_Extracted entries_.
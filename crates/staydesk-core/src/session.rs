// Session context: the one place the auth token lives
//
// The HTTP client reads the token through `TokenSource`, the gate reads
// cookie presence through `has_auth_cookie`, both backed by the same
// repository record.

use std::sync::{Arc, Mutex, PoisonError};

use chrono::{DateTime, Duration, Utc};
use serde::{Deserialize, Serialize};
use serde_json::Value;
use staydesk_api::TokenSource;
use staydesk_cache::LocalStore;
use tracing::{info, warn};

use crate::{endpoints::Mutation, models::Credentials, slice::ApiSlice, Error, Result};

/// Store key for the session record
pub const SESSION_KEY: &str = "auth_token";

/// The auth cookie as persisted: token plus its fixed expiry
#[derive(Debug, Clone, PartialEq, Eq, Serialize, Deserialize)]
pub struct StoredSession {
    pub token: String,
    pub issued_at: DateTime<Utc>,
    pub expires_at: DateTime<Utc>,
}

impl StoredSession {
    pub fn is_expired_at(&self, now: DateTime<Utc>) -> bool {
        now >= self.expires_at
    }
}

/// Read/write access to the persisted session
pub trait SessionRepository: Send + Sync {
    fn load(&self) -> Result<Option<StoredSession>>;
    fn save(&self, session: &StoredSession) -> Result<()>;
    fn clear(&self) -> Result<()>;
}

/// Session repository backed by the local store
pub struct StoreSessionRepository {
    store: Arc<LocalStore>,
}

impl StoreSessionRepository {
    pub fn new(store: Arc<LocalStore>) -> Self {
        Self { store }
    }
}

impl SessionRepository for StoreSessionRepository {
    fn load(&self) -> Result<Option<StoredSession>> {
        Ok(self.store.get_json(SESSION_KEY)?)
    }

    fn save(&self, session: &StoredSession) -> Result<()> {
        Ok(self.store.set_json(SESSION_KEY, session)?)
    }

    fn clear(&self) -> Result<()> {
        self.store.remove(SESSION_KEY)?;
        Ok(())
    }
}

/// In-memory repository, nothing survives the process
#[derive(Debug, Default)]
pub struct MemorySessionRepository {
    inner: Mutex<Option<StoredSession>>,
}

impl SessionRepository for MemorySessionRepository {
    fn load(&self) -> Result<Option<StoredSession>> {
        Ok(self
            .inner
            .lock()
            .unwrap_or_else(PoisonError::into_inner)
            .clone())
    }

    fn save(&self, session: &StoredSession) -> Result<()> {
        *self.inner.lock().unwrap_or_else(PoisonError::into_inner) = Some(session.clone());
        Ok(())
    }

    fn clear(&self) -> Result<()> {
        *self.inner.lock().unwrap_or_else(PoisonError::into_inner) = None;
        Ok(())
    }
}

/// Explicit session context handed to the HTTP client and the gate
pub struct Session {
    repo: Arc<dyn SessionRepository>,
    ttl: Duration,
}

impl Session {
    pub fn new(repo: Arc<dyn SessionRepository>, cookie_ttl_days: i64) -> Self {
        Self {
            repo,
            ttl: Duration::days(cookie_ttl_days.max(0)),
        }
    }

    /// Session that lives only as long as this value
    pub fn in_memory(cookie_ttl_days: i64) -> Self {
        Self::new(Arc::new(MemorySessionRepository::default()), cookie_ttl_days)
    }

    /// Persist a freshly issued token with the cookie lifetime
    pub fn login(&self, token: &str) -> Result<StoredSession> {
        let issued_at = Utc::now();
        let session = StoredSession {
            token: token.to_string(),
            issued_at,
            expires_at: issued_at + self.ttl,
        };
        self.repo.save(&session)?;
        info!("Signed in, session valid until {}", session.expires_at);
        Ok(session)
    }

    pub fn logout(&self) -> Result<()> {
        self.repo.clear()?;
        info!("Signed out");
        Ok(())
    }

    /// The live session; expired or unreadable records count as absent
    pub fn current(&self) -> Option<StoredSession> {
        match self.repo.load() {
            Ok(Some(session)) if !session.is_expired_at(Utc::now()) => Some(session),
            Ok(_) => None,
            Err(e) => {
                warn!("Could not read session: {}", e);
                None
            }
        }
    }

    pub fn token(&self) -> Option<String> {
        self.current().map(|s| s.token)
    }

    /// Presence check used by the route gate
    pub fn has_auth_cookie(&self) -> bool {
        self.current().is_some()
    }

    /// Whole days left on the cookie, `None` when signed out
    pub fn days_remaining(&self) -> Option<i64> {
        self.current()
            .map(|s| (s.expires_at - Utc::now()).num_days().max(0))
    }
}

impl TokenSource for Session {
    fn bearer_token(&self) -> Option<String> {
        self.token()
    }
}

/// Pull the token out of a login response
///
/// Accepts `token`, `accessToken` or the same nested under `data`.
pub fn extract_token(response: &Value) -> Option<String> {
    let lookup = |v: &Value| {
        v.get("token")
            .or_else(|| v.get("accessToken"))
            .and_then(Value::as_str)
            .map(String::from)
    };
    lookup(response).or_else(|| response.get("data").and_then(lookup))
}

/// Log in against the backend and persist the issued token
pub async fn sign_in(
    slice: &ApiSlice,
    session: &Session,
    credentials: Credentials,
) -> Result<StoredSession> {
    let response = slice.mutate(Mutation::Login(credentials)).await?;
    let token = extract_token(&response).ok_or(Error::MissingToken)?;
    session.login(&token)
}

_Instructions to follow_. Scan the data above and copy every line with "lookup" in it.

_Solution for this exercise_.
    let lookup = |v: &Value| {
    lookup(response).or_else(|| response.get("data").and_then(lookup))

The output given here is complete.